Problem details — Write out all of the records, keeping each one exactly as written.

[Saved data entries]
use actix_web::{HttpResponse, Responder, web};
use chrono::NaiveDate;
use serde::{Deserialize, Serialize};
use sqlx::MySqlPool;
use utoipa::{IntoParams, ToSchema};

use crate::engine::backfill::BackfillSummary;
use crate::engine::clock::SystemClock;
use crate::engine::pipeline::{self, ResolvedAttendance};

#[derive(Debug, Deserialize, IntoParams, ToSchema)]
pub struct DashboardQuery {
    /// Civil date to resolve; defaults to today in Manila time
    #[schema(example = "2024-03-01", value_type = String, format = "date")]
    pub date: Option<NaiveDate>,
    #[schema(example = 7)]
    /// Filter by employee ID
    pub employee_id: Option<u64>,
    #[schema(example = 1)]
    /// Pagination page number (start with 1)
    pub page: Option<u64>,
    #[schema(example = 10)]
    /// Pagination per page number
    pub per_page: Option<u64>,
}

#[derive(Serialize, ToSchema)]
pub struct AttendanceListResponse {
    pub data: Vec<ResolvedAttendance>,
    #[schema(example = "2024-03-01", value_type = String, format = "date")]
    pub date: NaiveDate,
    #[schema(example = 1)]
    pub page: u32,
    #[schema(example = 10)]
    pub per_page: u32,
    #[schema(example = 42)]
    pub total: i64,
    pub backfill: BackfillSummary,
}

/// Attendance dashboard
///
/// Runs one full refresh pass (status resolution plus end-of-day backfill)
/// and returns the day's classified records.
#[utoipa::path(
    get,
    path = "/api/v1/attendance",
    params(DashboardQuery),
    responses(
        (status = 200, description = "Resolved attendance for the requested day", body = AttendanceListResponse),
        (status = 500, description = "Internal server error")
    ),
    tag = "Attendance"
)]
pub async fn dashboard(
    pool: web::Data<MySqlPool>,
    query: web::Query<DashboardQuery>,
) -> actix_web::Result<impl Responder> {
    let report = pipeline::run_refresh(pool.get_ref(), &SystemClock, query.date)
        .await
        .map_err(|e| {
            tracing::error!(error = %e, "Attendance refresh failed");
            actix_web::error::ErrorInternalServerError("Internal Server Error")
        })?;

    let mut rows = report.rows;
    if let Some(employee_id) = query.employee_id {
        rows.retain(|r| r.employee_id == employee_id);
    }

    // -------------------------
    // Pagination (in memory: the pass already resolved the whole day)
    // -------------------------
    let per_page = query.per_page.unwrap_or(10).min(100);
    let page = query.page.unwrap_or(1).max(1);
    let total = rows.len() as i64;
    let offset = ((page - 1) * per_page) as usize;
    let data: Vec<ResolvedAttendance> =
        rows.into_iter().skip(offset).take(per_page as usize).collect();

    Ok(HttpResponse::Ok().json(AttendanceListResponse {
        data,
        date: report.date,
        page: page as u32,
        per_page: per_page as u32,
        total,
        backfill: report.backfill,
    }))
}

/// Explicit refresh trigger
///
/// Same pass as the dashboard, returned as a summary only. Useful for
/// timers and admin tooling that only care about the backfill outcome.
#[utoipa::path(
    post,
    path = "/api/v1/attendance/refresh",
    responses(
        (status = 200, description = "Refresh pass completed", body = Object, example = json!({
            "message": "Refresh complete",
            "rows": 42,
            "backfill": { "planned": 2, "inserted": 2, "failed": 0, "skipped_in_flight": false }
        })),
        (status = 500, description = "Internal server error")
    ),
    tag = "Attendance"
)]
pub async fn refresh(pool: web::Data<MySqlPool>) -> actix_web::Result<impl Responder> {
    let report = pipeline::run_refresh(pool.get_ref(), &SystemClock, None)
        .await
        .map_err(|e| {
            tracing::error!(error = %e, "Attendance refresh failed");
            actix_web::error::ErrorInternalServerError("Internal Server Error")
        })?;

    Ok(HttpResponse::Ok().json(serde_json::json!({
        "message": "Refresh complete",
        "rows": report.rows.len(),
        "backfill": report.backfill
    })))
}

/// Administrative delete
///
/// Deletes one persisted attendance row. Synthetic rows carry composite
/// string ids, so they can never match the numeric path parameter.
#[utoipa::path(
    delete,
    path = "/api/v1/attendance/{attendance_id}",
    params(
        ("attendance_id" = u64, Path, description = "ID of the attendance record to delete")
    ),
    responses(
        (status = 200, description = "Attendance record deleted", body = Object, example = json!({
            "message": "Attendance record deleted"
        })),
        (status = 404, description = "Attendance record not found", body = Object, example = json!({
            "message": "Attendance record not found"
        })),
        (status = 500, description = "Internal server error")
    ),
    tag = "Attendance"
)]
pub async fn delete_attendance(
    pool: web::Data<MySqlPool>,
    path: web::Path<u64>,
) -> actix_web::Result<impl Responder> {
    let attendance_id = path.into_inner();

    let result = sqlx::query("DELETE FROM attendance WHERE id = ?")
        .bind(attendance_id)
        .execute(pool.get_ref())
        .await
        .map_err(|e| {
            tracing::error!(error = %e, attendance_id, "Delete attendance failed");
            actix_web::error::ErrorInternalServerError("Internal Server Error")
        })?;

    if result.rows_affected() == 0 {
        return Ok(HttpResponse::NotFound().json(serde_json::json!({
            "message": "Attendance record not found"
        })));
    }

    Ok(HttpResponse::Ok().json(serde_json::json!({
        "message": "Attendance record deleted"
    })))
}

Task response —
use actix_web::{HttpResponse, Responder, web};
use chrono::NaiveDate;
use serde::{Deserialize, Serialize};
use sqlx::MySqlPool;
use utoipa::{IntoParams, ToSchema};

use crate::engine::backfill::BackfillSummary;
use crate::engine::clock::SystemClock;
use crate::engine::pipeline::{self, ResolvedAttendance};

#[derive(Debug, Deserialize, IntoParams, ToSchema)]
pub struct DashboardQuery {
    /// Civil date to resolve; defaults to today in Manila time
    #[schema(example = "2024-03-01", value_type = String, format = "date")]
    pub date: Option<NaiveDate>,
    #[schema(example = 7)]
    /// Filter by employee ID
    pub employee_id: Option<u64>,
    #[schema(example = 1)]
    /// Pagination page number (start with 1)
    pub page: Option<u64>,
    #[schema(example = 10)]
    /// Pagination per page number
    pub per_page: Option<u64>,
}

#[derive(Serialize, ToSchema)]
pub struct AttendanceListResponse {
    pub data: Vec<ResolvedAttendance>,
    #[schema(example = "2024-03-01", value_type = String, format = "date")]
    pub date: NaiveDate,
    #[schema(example = 1)]
    pub page: u32,
    #[schema(example = 10)]
    pub per_page: u32,
    #[schema(example = 42)]
    pub total: i64,
    pub backfill: BackfillSummary,
}

/// Attendance dashboard
///
/// Runs one full refresh pass (status resolution plus end-of-day backfill)
/// and returns the day's classified records.
#[utoipa::path(
    get,
    path = "/api/v1/attendance",
    params(DashboardQuery),
    responses(
        (status = 200, description = "Resolved attendance for the requested day", body = AttendanceListResponse),
        (status = 500, description = "Internal server error")
    ),
    tag = "Attendance"
)]
pub async fn dashboard(
    pool: web::Data<MySqlPool>,
    query: web::Query<DashboardQuery>,
) -> actix_web::Result<impl Responder> {
    let report = pipeline::run_refresh(pool.get_ref(), &SystemClock, query.date)
        .await
        .map_err(|e| {
            tracing::error!(error = %e, "Attendance refresh failed");
            actix_web::error::ErrorInternalServerError("Internal Server Error")
        })?;

    let mut rows = report.rows;
    if let Some(employee_id) = query.employee_id {
        rows.retain(|r| r.employee_id == employee_id);
    }

    // -------------------------
    // Pagination (in memory: the pass already resolved the whole day)
    // -------------------------
    let per_page = query.per_page.unwrap_or(10).min(100);
    let page = query.page.unwrap_or(1).max(1);
    let total = rows.len() as i64;
    let offset = ((page - 1) * per_page) as usize;
    let data: Vec<ResolvedAttendance> =
        rows.into_iter().skip(offset).take(per_page as usize).collect();

    Ok(HttpResponse::Ok().json(AttendanceListResponse {
        data,
        date: report.date,
        page: page as u32,
        per_page: per_page as u32,
        total,
        backfill: report.backfill,
    }))
}

/// Explicit refresh trigger
///
/// Same pass as the dashboard, returned as a summary only. Useful for
/// timers and admin tooling that only care about the backfill outcome.
#[utoipa::path(
    post,
    path = "/api/v1/attendance/refresh",
    responses(
        (status = 200, description = "Refresh pass completed", body = Object, example = json!({
            "message": "Refresh complete",
            "rows": 42,
            "backfill": { "planned": 2, "inserted": 2, "failed": 0, "skipped_in_flight": false }
        })),
        (status = 500, description = "Internal server error")
    ),
    tag = "Attendance"
)]
pub async fn refresh(pool: web::Data<MySqlPool>) -> actix_web::Result<impl Responder> {
    let report = pipeline::run_refresh(pool.get_ref(), &SystemClock, None)
        .await
        .map_err(|e| {
            tracing::error!(error = %e, "Attendance refresh failed");
            actix_web::error::ErrorInternalServerError("Internal Server Error")
        })?;

    Ok(HttpResponse::Ok().json(serde_json::json!({
        "message": "Refresh complete",
        "rows": report.rows.len(),
        "backfill": report.backfill
    })))
}

/// Administrative delete
///
/// Deletes one persisted attendance row. Synthetic rows carry composite
/// string ids, so they can never match the numeric path parameter.
#[utoipa::path(
    delete,
    path = "/api/v1/attendance/{attendance_id}",
    params(
        ("attendance_id" = u64, Path, description = "ID of the attendance record to delete")
    ),
    responses(
        (status = 200, description = "Attendance record deleted", body = Object, example = json!({
            "message": "Attendance record deleted"
        })),
        (status = 404, description = "Attendance record not found", body = Object, example = json!({
            "message": "Attendance record not found"
        })),
        (status = 500, description = "Internal server error")
    ),
    tag = "Attendance"
)]
pub async fn delete_attendance(
    pool: web::Data<MySqlPool>,
    path: web::Path<u64>,
) -> actix_web::Result<impl Responder> {
    let attendance_id = path.into_inner();

    let result = sqlx::query("DELETE FROM attendance WHERE id = ?")
        .bind(attendance_id)
        .execute(pool.get_ref())
        .await
        .map_err(|e| {
            tracing::error!(error = %e, attendance_id, "Delete attendance failed");
            actix_web::error::ErrorInternalServerError("Internal Server Error")
        })?;

    if result.rows_affected() == 0 {
        return Ok(HttpResponse::NotFound().json(serde_json::json!({
            "message": "Attendance record not found"
        })));
    }

    Ok(HttpResponse::Ok().json(serde_json::json!({
        "message": "Attendance record deleted"
    })))
}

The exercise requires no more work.